Can physical adversarial patches on drones defeat C-UAS camera AI in the same way as digital pixel injection?

Yes. Physical adversarial patches — printed patterns on drone fuselages that produce structured pixel distributions when captured by the EO/IR camera at operational range — produce exactly the same AI classification suppression as digitally injected adversarial perturbations. The drone classification neural network receives a rendered camera frame in both cases; in the physical patch case, the adversarial pixel distribution is created by the printed pattern reflecting camera-visible or IR-absorbing ink, rather than by digital modification of the RTSP stream. Zhao et al. (2019) and University of Waterloo research (2022) demonstrated that physical adversarial patches designed for YOLO-class drone detection networks reduce detection accuracy by 60–75 percentage points at operational ranges (30–100m). A Glyphward scan gate on the C-UAS camera frame before the drone classification AI processes it detects the structured adversarial pixel pattern regardless of whether it originated from a physical patch on the drone or from a digital stream injection — the detection targets the anomalous high-frequency pixel structure in the classification-relevant image region, not the source of the perturbation.

Does Glyphward integrate with Dedrone’s DroneTracker SDK or DroneShield’s DroneSentinel API?

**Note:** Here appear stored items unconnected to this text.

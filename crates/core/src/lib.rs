// SPDX-FileCopyrightText: © 2025 StreamKit Contributors
//
// SPDX-License-Identifier: MPL-2.0

//! HapCam Core - shared data model for the HomeKit camera bridge.
//!
//! ## Core Modules
//!
//! - [`camera`]: Per-camera runtime configuration and advertised video modes
//! - [`types`]: Stream parameters negotiated with a HomeKit controller
//! - [`slots`]: Concurrent-stream slot accounting
//! - [`error`]: Error types and handling

pub mod camera;
pub mod error;
pub mod slots;
pub mod types;

pub use camera::{
    validate_cameras, CameraRuntimeConfig, Resolution, SnapshotEndpoint, DEFAULT_SNAPSHOT_WIDTH,
    PASSTHROUGH_CODEC,
};
pub use error::HapCamError;
pub use slots::StreamSlots;
pub use types::{AudioLeg, SessionInfo, SrtpLeg, StreamConfig, VideoProfile};
// SPDX-FileCopyrightText: © 2025 StreamKit Contributors
//
// SPDX-License-Identifier: MPL-2.0

use opentelemetry::global;
use opentelemetry_otlp::{Protocol, WithExportConfig, WithHttpConfig};
use opentelemetry_sdk::{
    metrics::{PeriodicReader, SdkMeterProvider},
    Resource,
};
use std::collections::HashMap;
use std::time::Duration;

use crate::config::TelemetryConfig;

fn build_otlp_exporter(
    endpoint: &str,
    headers: &HashMap<String, String>,
) -> Result<opentelemetry_otlp::MetricExporter, Box<dyn std::error::Error>> {
    let mut exporter_builder = opentelemetry_otlp::MetricExporter::builder()
        .with_http()
        .with_protocol(Protocol::HttpBinary)
        .with_endpoint(endpoint)
        .with_timeout(Duration::from_secs(10));

    if !headers.is_empty() {
        tracing::info!(count = headers.len(), "Adding custom headers to OTLP exporter");
        exporter_builder = exporter_builder.with_headers(headers.clone());
    }

    exporter_builder.build().map_err(|e| {
        tracing::error!(error = %e, "Failed to build OTLP metrics exporter");
        e.into()
    })
}

/// Installs the global meter provider, exporting over OTLP/HTTP when an endpoint is set.
///
/// The returned provider must be kept alive for as long as metrics should flow.
///
/// # Errors
///
/// Returns an error if the OTLP metrics exporter fails to build.
pub fn init_metrics(
    config: &TelemetryConfig,
) -> Result<SdkMeterProvider, Box<dyn std::error::Error>> {
    let resource = Resource::builder_empty()
        .with_attributes([
            opentelemetry::KeyValue::new("service.name", "hapcam"),
            opentelemetry::KeyValue::new("service.version", env!("CARGO_PKG_VERSION")),
        ])
        .build();

    let builder = SdkMeterProvider::builder().with_resource(resource);

    let provider = if let Some(endpoint) = &config.otlp_endpoint {
        tracing::info!(endpoint = %endpoint, "Configuring OTLP metrics exporter");
        let exporter = build_otlp_exporter(endpoint, &config.otlp_headers)?;
        let reader = PeriodicReader::builder(exporter).with_interval(Duration::from_secs(5)).build();
        builder.with_reader(reader).build()
    } else {
        tracing::info!("No OTLP endpoint configured, metrics will be collected but not exported");
        builder.build()
    };

    global::set_meter_provider(provider.clone());
    Ok(provider)
}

Glyphward provides a generic REST API that accepts any rendered image and returns an adversarial injection risk score — it is designed to integrate with any C-UAS platform at the camera frame pre-processing stage, before the platform’s proprietary classification network receives the frame. Integration with Dedrone DroneTracker SDK requires inserting the Glyphward scan call in the pre-processing pipeline that delivers EO/IR frames to the DroneTracker AI module, using the DroneTracker SDK’s frame intercept hook or the RTSP proxy insertion point. DroneShield DroneSentinel integration requires the equivalent intercept at the DroneSentinel camera inference boundary. Both integrations are implemented as Python middleware using the httpx async client pattern shown in the code sample above — the Glyphward scan completes in under 200ms at 1080p frame resolution, well within the 1–2 second radar-cue-to-classification latency that C-UAS systems are engineered for. Integration documentation and SDKs are provided as part of the Glyphward Pro API ($29/mo) tier, which includes webhook alerts on detection events and audit log export in CISA-compatible JSON format.